Elle avait une robe noire à franges d’or si extraordinairement décolletée que je me demandai par quel miracle elle pouvait tenir aux épaules et je pensai tout de suite à la robe de la princesse Sekartaji.
De lourdes tresses où une rose était piquée faisaient un cadre sombre au visage d’Inès qui exprimait une mutinerie joyeuse en même temps qu’une autorité souveraine. Elle s’avançait avec une aisance parfaite dans sa demi-nudité, lançant des sourires à droite et à gauche et ayant l’air de chercher quelqu’un du regard.
Je sus par la suite qu’Inès n’avait donné rendez-vous à personne à cette soirée du résident, mais que c’était son habitude éternelle, en quelque lieu qu’elle fût, d’être en quête d’un Français, car les Français réalisaient pour elle l’arbitraire idéal d’amour qu’elle s’était formé.
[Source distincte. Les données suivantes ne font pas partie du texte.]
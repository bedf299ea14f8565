//! Netlist, adjacency matrix and vocabulary table interchange.

use toposeq_core::circuit::{
    from_adjacency_csv, structural_report, to_adjacency_csv, CircuitType, DeviceType, NetId,
};
use toposeq_core::codec::{decode, Encoder};
use toposeq_core::netlist::{self, graph_from_netlist, BuildConfig};
use toposeq_core::vocab::{Vocabulary, VocabularyTable};
use toposeq_core::TopoSeqError;

const FOLDED_CASCODE: &str = "\
* folded cascode input stage
subckt fc VIN1 VIN2 VOUT1 VB1 VB2
MM0 (net5 VIN1 net3 VSS) nmos4 w=2u l=180n m=2
MM1 (net4 VIN2 net3 VSS) nmos4 w=2u l=180n m=2
MM2 (net3 VB1 VSS VSS) nmos4 w=1u l=1u
MM3 (net5 VB2 VDD VDD) pmos4 w=4u l=1u
MM4 (net4 VB2 VDD VDD) pmos4 w=4u l=1u
MM5 (VOUT1 VB1 net5 VDD) pmos4 w=4u l=180n
R0 (VOUT1 VSS) resistor r=20k
C0 (VOUT1 VSS) capacitor c=1p
V0 (VDD VSS) vsource dc=1.8
ends fc
";

#[test]
fn test_mm9_example() {
    let graph = graph_from_netlist("MM9 (VOUT1 net12 VSS VSS) nmos4", &BuildConfig::new()).unwrap();
    let summary = graph.summary();
    assert_eq!(summary.devices, vec!["NM1"]);
    assert_eq!(summary.nets, vec!["VOUT1", "NET1", "VSS"]);
    assert_eq!(
        summary.edges,
        vec![
            ["NM1".to_string(), "M_D".to_string(), "VOUT1".to_string()],
            ["NM1".to_string(), "M_G".to_string(), "NET1".to_string()],
            ["NM1".to_string(), "M_BS".to_string(), "VSS".to_string()],
        ]
    );
}

#[test]
fn test_folded_cascode_netlist() {
    let config = BuildConfig::new().with_circuit_type(CircuitType::Opamp);
    let graph = graph_from_netlist(FOLDED_CASCODE, &config).unwrap();

    let count = |t: DeviceType| graph.devices().iter().filter(|d| d.device_type == t).count();
    assert_eq!(count(DeviceType::Nmos), 3);
    assert_eq!(count(DeviceType::Pmos), 3);
    assert_eq!(count(DeviceType::Resistor), 1);
    assert_eq!(count(DeviceType::Capacitor), 1);
    // net3, net4, net5 in sorted order
    for i in 1..=3 {
        assert!(graph.net_index(&NetId::internal(i).unwrap()).is_some());
    }
    assert!(graph.net_index(&NetId::internal(4).unwrap()).is_none());

    let report = structural_report(&graph);
    assert!(report.valid, "{:?}", report.violations);

    let vocab = Vocabulary::build();
    let sequence = Encoder::new(&vocab).encode(&graph, 0).unwrap();
    let text = vocab.render(&sequence).unwrap();
    assert!(text.starts_with("CIRCUIT_Opamp->VSS->"));
    let decoded = decode(&vocab, &vocab.parse_sequence(&text).unwrap()).unwrap();
    assert!(decoded.same_topology(&graph));
}

#[test]
fn test_netlist_skips_non_instance_lines() {
    let ast = netlist::parse(FOLDED_CASCODE).unwrap();
    assert_eq!(ast.instances.len(), 9);
    assert_eq!(ast.skipped_lines, 2);
    assert_eq!(ast.instances[0].line, 3);
}

#[test]
fn test_netlist_errors() {
    assert!(matches!(
        graph_from_netlist("MM0 (a b c d) nmos4\nX1 (a b) PFD\n", &BuildConfig::new()),
        Err(TopoSeqError::DigitalCircuit { .. })
    ));
    // Digital rejection can be turned off; the unknown model is then skipped
    let lenient = BuildConfig::new().with_reject_digital(false);
    assert!(graph_from_netlist("MM0 (a b c d) nmos4\nX1 (a b) PFD\n", &lenient).is_ok());

    assert!(matches!(
        graph_from_netlist("MM0 (VOUT9 a VSS VSS) nmos4", &BuildConfig::new()),
        Err(TopoSeqError::UnknownToken { .. })
    ));
    assert!(matches!(
        graph_from_netlist("* nothing here\n", &BuildConfig::new()),
        Err(TopoSeqError::EmptyGraph)
    ));
    assert!(matches!(
        graph_from_netlist("MM0 (a (b) c d) nmos4", &BuildConfig::new()),
        Err(TopoSeqError::ParseError { .. })
    ));
}

#[test]
fn test_adjacency_round_trip() {
    let vocab = Vocabulary::build();
    let graph = graph_from_netlist(FOLDED_CASCODE, &BuildConfig::new()).unwrap();

    let csv = to_adjacency_csv(&graph).unwrap();
    let header: Vec<&str> = csv.lines().next().unwrap().split(',').collect();
    assert_eq!(header[0], "");
    assert_eq!(header.len(), graph.devices().len() + graph.nets().len() + 1);

    let back = from_adjacency_csv(&vocab, &csv).unwrap();
    assert!(back.same_topology(&graph));
    assert_eq!(to_adjacency_csv(&back).unwrap(), csv);
}

#[test]
fn test_vocabulary_table_round_trip() {
    let vocab = Vocabulary::build();
    assert_eq!(vocab.len(), 397);

    let json = vocab.to_json().unwrap();
    let loaded = Vocabulary::from_json(&json).unwrap();
    assert_eq!(loaded.table(), vocab.table());

    let mut table: VocabularyTable = serde_json::from_str(&json).unwrap();
    table.tokens.swap(46, 47);
    match vocab.verify_table(&table) {
        Err(TopoSeqError::VocabularyMismatch {
            position,
            expected,
            found,
        }) => {
            assert_eq!(position, 46);
            assert_eq!(expected, "NM1");
            assert_eq!(found, "NM2");
        }
        other => panic!("expected mismatch, got {:?}", other),
    }

    table.tokens.truncate(10);
    assert!(Vocabulary::from_json(&serde_json::to_string(&table).unwrap()).is_err());
}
J’ignorais alors cette particularité.
J’avais quelquefois rencontré Inès sous les palmiers de l’avenue royale, dans une calèche à deux chevaux blancs, et elle avait toujours fait semblant d’ignorer mon existence.
Je savais qu’elle était Portugaise d’origine, qu’elle appartenait à l’illustre famille des Almeida et qu’elle était veuve d’un général anglais qui avait habité Batavia, puis Singapour. Bien que ruinée, elle menait grand train. On disait qu’elle avait contribué à la mort de son mari par ses folles dépenses et sa conduite irrégulière, mais j’ai coutume de ne pas ajouter foi aux propos qui circulent sur les femmes.
Personne ne parlait d’elle sans ajouter avec respect : C’est une Almeida !
J’étais accoudé sur la balustrade de pierre de l’escalier, quand elle monta, promenant à droite et à gauche la lumière de ses yeux noirs. Elle cherchait visiblement quelqu’un. Sait-on jamais avec les femmes, et même avec les Almeida ? Je ne pus m’empêcher de faire un pas en avant.
Nous nous trouvâmes nez à nez. Elle me jeta un regard glacé en me toisant des pieds à la tête. Je sentis un formidable afflux de sang à mon visage et je devins ridiculement cramoisi. A cet instant le souffle d’un des grands pankas de paille qu’agitait près de nous un nègre en uniforme fit se détacher un pétale de la rose qu’Inès avait dans ses cheveux et ce pétale vint se poser entre mes deux yeux.